Telefonia fixa: Governo quer rever a regra de assinatura básica no país
- O governo federal antecipou a revisão das concessões de telefonia fixa para impor metas obrigatórias de expansão e qualidade, exigindo que as operadoras atendam também às classes de menor poder aquisitivo no país.
- O plano prevê o fim da cobrança da assinatura básica e das taxas de interconexão entre redes, além de impor regras rígidas para coibir o abuso de poder de mercado e estimular a livre concorrência.
- Grandes operadoras como Telefônica, Oi e Embratel já contrataram consultorias para avaliar os impactos das medidas governamentais, articulando nos bastidores possíveis ações judiciais caso as novas exigências normativas sejam efetivadas.

O governo federal decidiu antecipar a discussão sobre a renovação dos contratos de concessão das operadoras de telefonia fixa, prevista para 2015. O objetivo é obrigar as operadoras a cumprirem metas consideradas “mandatórias” para melhorar a oferta e qualidade dos serviços.

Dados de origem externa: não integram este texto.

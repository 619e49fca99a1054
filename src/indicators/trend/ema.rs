//! EMA (Exponential Moving Average) indicator

use crate::common::math;
use crate::models::indicators::Candle;

/// EMA of closes, seeded with the first close, defined from index `period - 1`.
pub fn ema_series(candles: &[Candle], period: u32) -> Vec<Option<f64>> {
    let closes: Vec<f64> = candles.iter().map(|c| c.close).collect();
    math::ema_series(&math::defined(&closes), period as usize)
}
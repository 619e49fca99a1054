//! Unit tests for confirmation scoring

use btcsignal::models::signal::Signal;
use btcsignal::signals::engine::SignalEngine;
use btcsignal::signals::scoring::{score, IndicatorSnapshot};

pub fn neutral() -> IndicatorSnapshot {
    IndicatorSnapshot {
        close: 100.0,
        rsi: 50.0,
        ema9: 100.0,
        ema21: 100.0,
        macd: 0.5,
        macd_signal: 0.5,
        bb_upper: 110.0,
        bb_middle: 100.0,
        bb_lower: 90.0,
        adx: 10.0,
        stoch_k: Some(50.0),
        stoch_d: Some(50.0),
    }
}

#[test]
fn test_all_neutral_scores_nothing() {
    let card = score(&neutral());
    assert_eq!(card.buy_score, 0);
    assert_eq!(card.sell_score, 0);
    assert!(card.reasons.is_empty());

    let output = SignalEngine::evaluate_snapshot(&neutral());
    assert_eq!(output.signal, Signal::Wait);
}

#[test]
fn test_full_buy_setup() {
    let snapshot = IndicatorSnapshot {
        close: 85.0,
        rsi: 25.0,
        ema9: 105.0,
        ema21: 100.0,
        macd: 1.0,
        macd_signal: 0.5,
        adx: 30.0,
        stoch_k: Some(15.0),
        stoch_d: Some(10.0),
        ..neutral()
    };

    let card = score(&snapshot);
    assert_eq!(card.buy_score, 6);
    assert_eq!(card.sell_score, 1);
    assert_eq!(card.reasons.len(), 7);

    let output = SignalEngine::evaluate_snapshot(&snapshot);
    assert_eq!(output.signal, Signal::Buy);
    assert_eq!(output.rationale, "6 indicators point to buy");
}

#[test]
fn test_full_sell_setup() {
    let snapshot = IndicatorSnapshot {
        close: 115.0,
        rsi: 75.0,
        ema9: 95.0,
        ema21: 100.0,
        macd: -1.0,
        macd_signal: 0.0,
        stoch_k: Some(85.0),
        stoch_d: Some(90.0),
        ..neutral()
    };

    let card = score(&snapshot);
    assert_eq!(card.buy_score, 0);
    assert_eq!(card.sell_score, 5);

    let output = SignalEngine::evaluate_snapshot(&snapshot);
    assert_eq!(output.signal, Signal::Sell);
    assert_eq!(output.rationale, "5 indicators point to sell");
}

#[test]
fn test_adx_counts_for_both_sides() {
    let card = score(&IndicatorSnapshot {
        adx: 40.0,
        ..neutral()
    });
    assert_eq!(card.buy_score, 1);
    assert_eq!(card.sell_score, 1);
}

#[test]
fn test_thresholds_are_strict() {
    let card = score(&IndicatorSnapshot {
        rsi: 30.0,
        adx: 25.0,
        stoch_k: Some(20.0),
        stoch_d: Some(20.0),
        close: 90.0,
        ..neutral()
    });
    assert_eq!(card.buy_score, 0);
    assert_eq!(card.sell_score, 0);

    let card = score(&IndicatorSnapshot {
        rsi: 70.0,
        stoch_k: Some(80.0),
        stoch_d: Some(80.0),
        close: 110.0,
        ..neutral()
    });
    assert_eq!(card.sell_score, 0);
}

#[test]
fn test_stochastic_needs_both_lines() {
    let card = score(&IndicatorSnapshot {
        stoch_k: Some(10.0),
        stoch_d: Some(25.0),
        ..neutral()
    });
    assert_eq!(card.buy_score, 0);

    let card = score(&IndicatorSnapshot {
        stoch_k: Some(85.0),
        stoch_d: Some(75.0),
        ..neutral()
    });
    assert_eq!(card.sell_score, 0);
}

#[test]
fn test_undefined_stochastic_contributes_nothing() {
    let card = score(&IndicatorSnapshot {
        stoch_k: None,
        stoch_d: Some(10.0),
        ..neutral()
    });
    assert_eq!(card.buy_score, 0);
    assert_eq!(card.sell_score, 0);

    let card = score(&IndicatorSnapshot {
        rsi: 75.0,
        adx: 40.0,
        stoch_k: None,
        stoch_d: None,
        ..neutral()
    });
    assert_eq!(card.buy_score, 1);
    assert_eq!(card.sell_score, 2);
}
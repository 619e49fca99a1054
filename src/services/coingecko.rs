//! CoinGecko market-chart client for the price history.

use crate::error::BotError;
use crate::models::price::{PricePoint, PriceSeries};
use crate::services::http;
use chrono::DateTime;
use reqwest::Client;
use serde::Deserialize;
use tracing::debug;

const PROVIDER: &str = "coingecko";

#[derive(Debug, Deserialize)]
struct MarketChartResponse {
    prices: Option<Vec<[f64; 2]>>,
}

pub struct CoinGeckoClient {
    client: Client,
    base_url: String,
    retries: usize,
}

impl CoinGeckoClient {
    pub fn new(base_url: impl Into<String>) -> Self {
        Self::with_client(base_url, http::default_client())
    }

    pub fn with_client(base_url: impl Into<String>, client: Client) -> Self {
        Self {
            client,
            base_url: base_url.into().trim_end_matches('/').to_string(),
            retries: 0,
        }
    }

    pub fn with_retries(mut self, retries: usize) -> Self {
        self.retries = retries;
        self
    }

    /// Bitcoin price history over the last `days`, quoted in `vs_currency`.
    pub async fn market_chart(&self, vs_currency: &str, days: u32) -> Result<PriceSeries, BotError> {
        let url = format!("{}/api/v3/coins/bitcoin/market_chart", self.base_url);
        let response: MarketChartResponse = http::get_json(
            &self.client,
            PROVIDER,
            &url,
            &[
                ("vs_currency", vs_currency.to_string()),
                ("days", days.to_string()),
            ],
            self.retries,
        )
        .await?;

        let raw = response
            .prices
            .ok_or_else(|| BotError::data_unavailable(PROVIDER, "response has no 'prices' field"))?;

        let points = raw
            .into_iter()
            .map(|[millis, price]| {
                let timestamp = DateTime::from_timestamp_millis(millis as i64).ok_or_else(|| {
                    BotError::data_unavailable(PROVIDER, format!("invalid timestamp {}", millis))
                })?;
                if !price.is_finite() || price <= 0.0 {
                    return Err(BotError::data_unavailable(
                        PROVIDER,
                        format!("invalid price {} at {}", price, timestamp),
                    ));
                }
                Ok(PricePoint::new(timestamp, price))
            })
            .collect::<Result<Vec<_>, _>>()?;

        let series = PriceSeries::new(points);
        debug!(points = series.len(), days = days, "CoinGecko history fetched");
        Ok(series)
    }
}
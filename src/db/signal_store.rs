use crate::error::BotError;
use crate::models::signal::Signal;
use async_trait::async_trait;
use std::io::ErrorKind;
use std::path::{Path, PathBuf};
use tokio::sync::RwLock;
use tracing::{debug, warn};

/// Holds the single "last signal sent" marker.
#[async_trait]
pub trait SignalStore: Send + Sync {
    /// `Ok(None)` when no signal has been recorded yet.
    async fn load(&self) -> Result<Option<Signal>, BotError>;

    async fn save(&self, signal: Signal) -> Result<(), BotError>;
}

/// Marker stored as a plain string (`BUY`, `SELL`, `WAIT`) in a text file.
pub struct FileSignalStore {
    path: PathBuf,
}

impl FileSignalStore {
    pub fn new(path: impl Into<PathBuf>) -> Self {
        Self { path: path.into() }
    }

    pub fn path(&self) -> &Path {
        &self.path
    }
}

#[async_trait]
impl SignalStore for FileSignalStore {
    async fn load(&self) -> Result<Option<Signal>, BotError> {
        let contents = match tokio::fs::read_to_string(&self.path).await {
            Ok(contents) => contents,
            Err(e) if e.kind() == ErrorKind::NotFound => {
                debug!(path = %self.path.display(), "No signal marker yet");
                return Ok(None);
            }
            Err(e) => return Err(e.into()),
        };

        let trimmed = contents.trim();
        if trimmed.is_empty() {
            return Ok(None);
        }
        match trimmed.parse::<Signal>() {
            Ok(signal) => Ok(Some(signal)),
            Err(e) => {
                warn!(path = %self.path.display(), error = %e, "Ignoring unreadable signal marker");
                Ok(None)
            }
        }
    }

    async fn save(&self, signal: Signal) -> Result<(), BotError> {
        // Write-then-rename replaces the marker atomically.
        let tmp = self.path.with_extension("tmp");
        tokio::fs::write(&tmp, signal.as_str()).await?;
        tokio::fs::rename(&tmp, &self.path).await?;
        debug!(path = %self.path.display(), signal = %signal, "Signal marker saved");
        Ok(())
    }
}

/// In-process marker, lost on restart.
#[derive(Default)]
pub struct MemorySignalStore {
    marker: RwLock<Option<Signal>>,
}

impl MemorySignalStore {
    pub fn new() -> Self {
        Self::default()
    }

    pub fn with_marker(signal: Signal) -> Self {
        Self {
            marker: RwLock::new(Some(signal)),
        }
    }
}

#[async_trait]
impl SignalStore for MemorySignalStore {
    async fn load(&self) -> Result<Option<Signal>, BotError> {
        Ok(*self.marker.read().await)
    }

    async fn save(&self, signal: Signal) -> Result<(), BotError> {
        *self.marker.write().await = Some(signal);
        Ok(())
    }
}
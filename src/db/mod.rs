//! Persistence of the last signal that was sent.

pub mod signal_store;

pub use signal_store::{FileSignalStore, MemorySignalStore, SignalStore};
//! Unit tests for change detection

use btcsignal::models::signal::Signal;
use btcsignal::signals::change::should_notify;

#[test]
fn test_first_signal_always_notifies() {
    assert!(should_notify(Signal::Wait, None));
    assert!(should_notify(Signal::Buy, None));
}

#[test]
fn test_unchanged_signal_is_silent() {
    for signal in [Signal::Buy, Signal::Sell, Signal::Wait] {
        assert!(!should_notify(signal, Some(signal)));
    }
}

#[test]
fn test_changed_signal_notifies() {
    assert!(should_notify(Signal::Sell, Some(Signal::Buy)));
    assert!(should_notify(Signal::Wait, Some(Signal::Sell)));
}
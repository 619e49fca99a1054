//! Unit tests for Bollinger Bands

use crate::test_utils::{assert_close, candles, constant, rising};
use btcsignal::indicators::volatility::bollinger_series;

#[test]
fn test_bollinger_undefined_before_window() {
    let series = bollinger_series(&candles(&rising(20, 1.0, 1.0)), 20, 2.0);
    assert!(series.middle[18].is_none());
    assert!(series.upper[18].is_none());
    assert!(series.middle[19].is_some());
}

#[test]
fn test_bollinger_known_values() {
    let series = bollinger_series(&candles(&rising(20, 1.0, 1.0)), 20, 2.0);
    let std = 33.25_f64.sqrt();
    assert_close(series.middle[19].unwrap(), 10.5);
    assert_close(series.upper[19].unwrap(), 10.5 + 2.0 * std);
    assert_close(series.lower[19].unwrap(), 10.5 - 2.0 * std);
}

#[test]
fn test_bollinger_flat_prices_collapse() {
    let series = bollinger_series(&candles(&constant(25, 7.0)), 20, 2.0);
    assert_close(series.upper[24].unwrap(), 7.0);
    assert_close(series.middle[24].unwrap(), 7.0);
    assert_close(series.lower[24].unwrap(), 7.0);
}
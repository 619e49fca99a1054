//! Turns confirmation counts into a discrete signal.

use crate::models::signal::{Signal, SignalOutput};
use crate::signals::scoring::ScoreCard;

pub const MIN_CONFIRMATIONS: u32 = 4;

/// Buy is checked first, so a card with both sides at the threshold is a BUY.
pub fn decide(card: ScoreCard) -> SignalOutput {
    let (signal, rationale) = if card.buy_score >= MIN_CONFIRMATIONS {
        (
            Signal::Buy,
            format!("{} indicators point to buy", card.buy_score),
        )
    } else if card.sell_score >= MIN_CONFIRMATIONS {
        (
            Signal::Sell,
            format!("{} indicators point to sell", card.sell_score),
        )
    } else {
        (Signal::Wait, "insufficient confirmation to act".to_string())
    };

    SignalOutput {
        signal,
        rationale,
        buy_score: card.buy_score,
        sell_score: card.sell_score,
        reasons: card.reasons,
    }
}
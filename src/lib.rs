//! Bitcoin price watcher: polls market data, computes technical indicators,
//! derives a BUY/SELL/WAIT signal and notifies when the signal changes.

pub mod common;
pub mod config;
pub mod core;
pub mod db;
pub mod error;
pub mod indicators;
pub mod jobs;
pub mod logging;
pub mod metrics;
pub mod models;
pub mod services;
pub mod signals;

pub use error::BotError;
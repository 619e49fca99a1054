//! Signal evaluation interfaces.

pub mod change;
pub mod decision;
pub mod engine;
pub mod scoring;

pub use change::*;
pub use decision::*;
pub use engine::*;
pub use scoring::*;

O governo quer que o serviço não seja prestado apenas para as classes A e B, mas também para as classes C, D e E. Um dos pontos polêmicos é a disposição de acabar com a assinatura básica no serviço. As informações são do jornal Folha de S. Paulo.
Telefônica, Oi e Embratel contrataram consultorias especializadas para analisar os diversos cenários que estão na mesa de negociação, mas oficialmente as teles não falam no assunto.
Entre os pontos controversos também está o plano do governo de criar metas para a competição, definindo, por exemplo, quais empresas têm poder de interferir no mercado, atrapalhando a livre concorrência. Quem tiver “poder de mercado” será obrigado a investir mais no aumento de capacidade de sua rede e a alugar parte dessa infraestrutura a terceiros.
Também haverá metas de qualidade e o governo estuda por fim às taxas de interconexão entre as redes fixas, cobrada toda vez que o assinante de uma companhia liga para outro número da concorrente. Nos bastidores, as concessionárias dizem que irão à Justiça caso esses planos sejam levados adiante.